• Sonuç bulunamadı

2. GEREÇ ve YÖNTEM

3.2. Olguların Genel Klinik Seyirleri

Respiratorik distres sendromlu prematüre buzağılarda yaygın olarak gözlenen semptomlar; takipnea, inlemeli ve hırıltılı solunum, burun kanadı solunumu, hipoksi, abdominal solunum, hipotermi, hipoglisemi, emme refleksi yokluğu ya da azlığı, emme refleksini geç öğrenme, depresyon, görme bozuklukları, hipoksiye bağlı devamlı kafayı arkaya doğru atma çabaları, bilinç ve etrafa ilgi yoksunluğu, kas ve tendonlarda güçsüzlük, mukoz membranlarda solgunluk, kapiller dolum zamanında uzama, ilk saatlerde siyanotik ya da solgun mukoz membranlar, gastrointestinal sistemde hipomotilite ve beslenme sonrası abdominal distansiyondur. Hastalara materyal kısmında belirtilen tedavi protokolü uygulandı. Prematüreler tedavi süresince buzağı yoğun bakım ünitesinde hospitalize edildi, monitorizasyonu ve klinik izlemeleri yapıldı. Tedavinin ilk saatlerden itibaren vücut ısılarında yükselme, 24. saat içinde çevreye olan ilgilerinde artma, destekle sternal pozisyonda durma çabası, hırıltılı ve inlemeli solunumda azalma, 48. saat sonunda genellikle emme reflekslerinde artış, destek verilerek ayağa kalkma çabası, kosto-abdominal solunuma geçiş, 72. saat sonunda genel olarak emme refleksleri iyi durumda, destekle ayağa

36 kalkabilmekte ve yoğun bakım odasında yürüyüş yapabilmekteydi.

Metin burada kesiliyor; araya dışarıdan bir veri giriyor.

/*!
 * Supplier portal.
 *
 * A supplier signs in by username and may only act on deliverables assigned
 * to them: list them, upload documents, comment and report progress.
 */

use anyhow::{Context, Result};
use log::{info, warn};
use std::path::{Path, PathBuf};

use crate::database::Repository;
use crate::database::models::{
    Attachment, AttachmentKind, Deliverable, DeliverableComment, DeliverableStatus,
    DeliverableUpdate, NewAttachment, Supplier, SupplierStatus,
};
use crate::errors::RecordError;
use crate::file_utils::FileManager;

/// Portal session of one supplier
#[derive(Clone)]
pub struct SupplierPortal {
    repository: Repository,
    supplier: Supplier,
    storage_dir: PathBuf,
}

impl SupplierPortal {
    /// Open the portal for an active supplier
    pub async fn open(repository: Repository, username: &str, storage_dir: impl Into<PathBuf>) -> Result<Self> {
        let supplier = repository
            .find_supplier_by_username(username)
            .await?
            .ok_or_else(|| RecordError::not_found("supplier", username))?;

        if supplier.status == SupplierStatus::Inactive {
            return Err(RecordError::invalid("supplier", format!("account '{}' is inactive", username)).into());
        }

        Ok(Self {
            repository,
            supplier,
            storage_dir: storage_dir.into(),
        })
    }

    pub fn supplier(&self) -> &Supplier {
        &self.supplier
    }

    /// Deliverables assigned to this supplier across all events
    pub async fn assigned_deliverables(&self) -> Result<Vec<Deliverable>> {
        self.repository
            .list_deliverables_for_supplier(self.supplier.id)
            .await
    }

    /// Load a deliverable, failing unless it belongs to this supplier
    async fn own_deliverable(&self, deliverable_id: i64) -> Result<Deliverable> {
        let deliverable = self
            .repository
            .get_deliverable(deliverable_id)
            .await?
            .ok_or_else(|| RecordError::not_found("deliverable", deliverable_id))?;

        if deliverable.supplier_id != self.supplier.id {
            warn!(
                "Supplier {} tried to access deliverable {}",
                self.supplier.username, deliverable_id
            );
            return Err(RecordError::NotAssigned {
                supplier: self.supplier.username.clone(),
                deliverable: deliverable_id,
            }
            .into());
        }
        Ok(deliverable)
    }

    /// Copy a file into the document store and attach it to a deliverable.
    ///
    /// The upload is also noted as a comment on the deliverable.
    pub async fn upload_document(
        &self,
        deliverable_id: i64,
        kind: AttachmentKind,
        path: &Path,
        description: &str,
    ) -> Result<Attachment> {
        let description = description.trim();
        if description.is_empty() {
            return Err(RecordError::invalid("description", "must not be empty").into());
        }
        self.own_deliverable(deliverable_id).await?;

        let original_name = path
            .file_name()
            .map(|name| name.to_string_lossy().to_string())
            .with_context(|| format!("Not a file path: {:?}", path))?;

        let stored = FileManager::store_file(path, &self.storage_dir)?;
        let recorded = self
            .repository
            .add_attachment_with_comment(
                NewAttachment {
                    deliverable_id,
                    kind,
                    original_name: original_name.clone(),
                    stored_path: stored.path.to_string_lossy().to_string(),
                    sha256: stored.sha256,
                    size_bytes: stored.size_bytes,
                    description: description.to_string(),
                },
                &self.supplier.username,
                &format!("Uploaded {} ({}): {}", original_name, kind, description),
            )
            .await;

        let (attachment, _) = match recorded {
            Ok(recorded) => recorded,
            Err(e) => {
                // Do not leave an unreferenced copy behind
                if let Err(remove_error) = std::fs::remove_file(&stored.path) {
                    warn!("Failed to remove {:?}: {}", stored.path, remove_error);
                }
                return Err(e);
            }
        };

        info!(
            "{} uploaded {} for deliverable {}",
            self.supplier.username, original_name, deliverable_id
        );
        Ok(attachment)
    }

    /// Comment on a deliverable
    pub async fn comment(&self, deliverable_id: i64, body: &str) -> Result<DeliverableComment> {
        self.own_deliverable(deliverable_id).await?;
        self.repository
            .add_comment(deliverable_id, &self.supplier.username, body)
            .await
    }

    /// Report progress on a deliverable.
    ///
    /// Without an explicit status, 100% marks the deliverable completed and
    /// any other value marks it in progress.
    pub async fn report_progress(
        &self,
        deliverable_id: i64,
        percent: u8,
        status: Option<DeliverableStatus>,
        delay_reason: Option<String>,
    ) -> Result<Deliverable> {
        self.own_deliverable(deliverable_id).await?;

        let status = status.unwrap_or(if percent >= 100 {
            DeliverableStatus::Completed
        } else {
            DeliverableStatus::InProgress
        });
        if status == DeliverableStatus::Delayed && delay_reason.as_deref().is_none_or(|r| r.trim().is_empty()) {
            return Err(RecordError::invalid("delay_reasons", "a delayed deliverable needs a reason").into());
        }

        self.repository
            .update_deliverable(
                deliverable_id,
                DeliverableUpdate {
                    current_status: Some(status),
                    progress_percentage: Some(percent),
                    // Leaving the delayed state drops the stale reason
                    delay_reasons: if status == DeliverableStatus::Delayed {
                        delay_reason
                    } else {
                        Some(String::new())
                    },
                    ..Default::default()
                },
            )
            .await
    }
}

#[cfg(test)]
mod tests {
    use super::*;
    use crate::database::models::{NewDeliverable, NewEvent, NewSupplier};
    use chrono::NaiveDate;
    use tempfile::tempdir;

    async fn seed() -> (Repository, i64, i64) {
        let repository = Repository::new_in_memory().unwrap();
        let event = repository
            .create_event(&NewEvent {
                name: "Trade Fair".to_string(),
                date: NaiveDate::from_ymd_opt(2026, 11, 2).unwrap(),
                location: "Hall B".to_string(),
                status: Default::default(),
                budget: 8_000.0,
                description: String::new(),
            })
            .await
            .unwrap();

        let mut deliverable_ids = Vec::new();
        for username in ["tents", "audio"] {
            let supplier = repository
                .create_supplier(&NewSupplier {
                    name: username.to_uppercase(),
                    email: format!("{}@example.com", username),
                    phone: String::new(),
                    specialization: String::new(),
                    username: username.to_string(),
                    rating: 5,
                })
                .await
                .unwrap();
            let (_, deliverables) = repository
                .assign_supplier(
                    event.id,
                    supplier.id,
                    1_000.0,
                    vec![NewDeliverable {
                        item_name: format!("{} kit", username),
                        item_description: String::new(),
                        quantity: 1,
                        unit_price: 500.0,
                        total_value: None,
                        scheduled_delivery_date: None,
                        scheduled_installation_date: None,
                        scheduled_dismantling_date: None,
                    }],
                )
                .await
                .unwrap();
            deliverable_ids.push(deliverables[0].id);
        }

        (repository, deliverable_ids[0], deliverable_ids[1])
    }

    #[tokio::test]
    async fn test_open_unknownUser_shouldBeNotFound() {
        let (repository, _, _) = seed().await;
        let result = SupplierPortal::open(repository, "ghost", "/tmp").await;
        let err = result.err().unwrap();
        assert!(matches!(
            err.downcast_ref::<RecordError>(),
            Some(RecordError::NotFound { entity: "supplier", .. })
        ));
    }

    #[tokio::test]
    async fn test_assignedDeliverables_shouldOnlyListOwn() {
        let (repository, own, _) = seed().await;
        let portal = SupplierPortal::open(repository, "tents", "/tmp").await.unwrap();

        let deliverables = portal.assigned_deliverables().await.unwrap();
        assert_eq!(deliverables.len(), 1);
        assert_eq!(deliverables[0].id, own);
    }

    #[tokio::test]
    async fn test_comment_onOtherSuppliersDeliverable_shouldBeNotAssigned() {
        let (repository, _, other) = seed().await;
        let portal = SupplierPortal::open(repository, "tents", "/tmp").await.unwrap();

        let err = portal.comment(other, "hello").await.err().unwrap();
        assert_eq!(
            err.downcast_ref::<RecordError>(),
            Some(&RecordError::NotAssigned {
                supplier: "tents".to_string(),
                deliverable: other,
            })
        );
    }

    #[tokio::test]
    async fn test_uploadDocument_shouldStoreCopyAndNoteIt() {
        let (repository, own, _) = seed().await;
        let store = tempdir().unwrap();
        let source_dir = tempdir().unwrap();
        let source = source_dir.path().join("delivery-note.pdf");
        std::fs::write(&source, b"signed note").unwrap();

        let portal = SupplierPortal::open(repository.clone(), "tents", store.path())
            .await
            .unwrap();
        let attachment = portal
            .upload_document(own, AttachmentKind::Delivery, &source, "Signed on arrival")
            .await
            .unwrap();

        assert_eq!(attachment.original_name, "delivery-note.pdf");
        assert_eq!(attachment.size_bytes, 11);
        assert!(Path::new(&attachment.stored_path).starts_with(store.path()));
        assert_eq!(repository.list_attachments(own).await.unwrap().len(), 1);

        let comments = repository.list_comments(own).await.unwrap();
        assert_eq!(comments[0].author, "tents");
        assert!(comments[0].body.starts_with("Uploaded delivery-note.pdf"));
    }

    #[tokio::test]
    async fn test_uploadDocument_withoutDescription_shouldBeInvalid() {
        let (repository, own, _) = seed().await;
        let portal = SupplierPortal::open(repository, "tents", "/tmp").await.unwrap();
        let err = portal
            .upload_document(own, AttachmentKind::Document, Path::new("/tmp/x.pdf"), "  ")
            .await
            .err()
            .unwrap();
        assert!(matches!(
            err.downcast_ref::<RecordError>(),
            Some(RecordError::Invalid { field: "description", .. })
        ));
    }

    #[tokio::test]
    async fn test_reportProgress_full_shouldComplete() {
        let (repository, own, _) = seed().await;
        let portal = SupplierPortal::open(repository, "tents", "/tmp").await.unwrap();

        let updated = portal.report_progress(own, 100, None, None).await.unwrap();
        assert_eq!(updated.current_status, DeliverableStatus::Completed);
        assert_eq!(updated.progress_percentage, 100);
    }

    #[tokio::test]
    async fn test_reportProgress_delayedWithoutReason_shouldBeInvalid() {
        let (repository, own, _) = seed().await;
        let portal = SupplierPortal::open(repository, "tents", "/tmp").await.unwrap();

        assert!(
            portal
                .report_progress(own, 20, Some(DeliverableStatus::Delayed), None)
                .await
                .is_err()
        );
        let delayed = portal
            .report_progress(own, 20, Some(DeliverableStatus::Delayed), Some("Rain".to_string()))
            .await
            .unwrap();
        assert_eq!(delayed.delay_reasons.as_deref(), Some("Rain"));
    }

    #[tokio::test]
    async fn test_reportProgress_afterDelay_shouldClearReason() {
        let (repository, own, _) = seed().await;
        let portal = SupplierPortal::open(repository.clone(), "tents", "/tmp").await.unwrap();

        portal
            .report_progress(own, 20, Some(DeliverableStatus::Delayed), Some("Rain".to_string()))
            .await
            .unwrap();
        let resumed = portal.report_progress(own, 50, None, None).await.unwrap();

        assert_eq!(resumed.current_status, DeliverableStatus::InProgress);
        assert_eq!(resumed.delay_reasons, None);
        let stored = repository.get_deliverable(own).await.unwrap().unwrap();
        assert_eq!(stored.delay_reasons, None);
    }

    #[tokio::test]
    async fn test_uploadDocument_commentRejected_shouldKeepNothing() {
        let (repository, own, _) = seed().await;
        let store = tempdir().unwrap();
        let inbox = tempdir().unwrap();
        let file = inbox.path().join("plan.pdf");
        std::fs::write(&file, b"%PDF-1.4").unwrap();
        repository
            .connection()
            .execute(|conn| {
                conn.execute_batch(
                    "CREATE TRIGGER block_comments BEFORE INSERT ON deliverable_comments \
                     BEGIN SELECT RAISE(ABORT, 'comments disabled'); END;",
                )?;
                Ok(())
            })
            .unwrap();
        let portal = SupplierPortal::open(repository.clone(), "tents", store.path()).await.unwrap();

        let result = portal
            .upload_document(own, AttachmentKind::Document, &file, "Floor plan")
            .await;

        assert!(result.is_err());
        assert!(repository.list_attachments(own).await.unwrap().is_empty());
        assert_eq!(std::fs::read_dir(store.path()).unwrap().count(), 0);
    }
}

Bununla birlikte solunum kosto-abdominal ya da abdominal pozisyonda olmasına rağmen, çoğunlukla inleme ve hırıltılı solunum azda olsa devam etmekteydi.

1. gruptaki buzağılara standart tedavi yapıldı. Üç prematüre buzağı 72 saat sonunda iyileşerek taburcu edildi. İki buzağı ise tedaviye cevap vermeyerek 48. ve 72. saatte öldü. Yaşama oranı % 60 olarak belirlendi. Gruptaki buzağıların gruplara göre ırk, cinsiyet ve iyileşme durumları Çizelge 3.1'de, klinik bulguları (0, 8, 24, 48, 72. saat) ise Çizelge 3.2' de sunulmuştur. Ölen buzağıların abdominal solunum şekli devam etti ve emme refleksleri oluşmadı. Ölen bir buzağıda burun kanaması, lökopeni, trombosit değerinde düşme, deride ekimotik odaklar, ölüm anında mideden kanlı içerik geldiği gözlemlendi. Ölen buzağılar 14 mmol/l laktat ortalaması ile kliniğe geldiği, bir buzağının laktat seviyesinin hiç düşme göstermeden ölene kadar aynı seviyede devam ettiği görüldü. Diğer buzağının ise 24. saatte 6,4 mmol/l değerine düştüğü fakat ölmeden önce 13 mmol/l değerine yükseldiği görüldü. Ölen her iki hayvanda da vücut ısısı 35-37 °C aralığında seyrettiği, oral beslenme sonrası abdominal distansiyon şekillendiği, mekonyumu lavman yardımı olmadan atamadığı, dekstroz infüzyonun kesildiği dönemlerde hipogliseminin devam ettiği, destek olmadan sternal pozisyonda duramadığı ve depresif görünümün değişmediği gözlendi. Mukozalar her iki hayvanda 0. saatte siyanotik görünümde iken 48. saate birinin solgun diğerinin ise siyanotik görünümde devam ettiği tespit edildi.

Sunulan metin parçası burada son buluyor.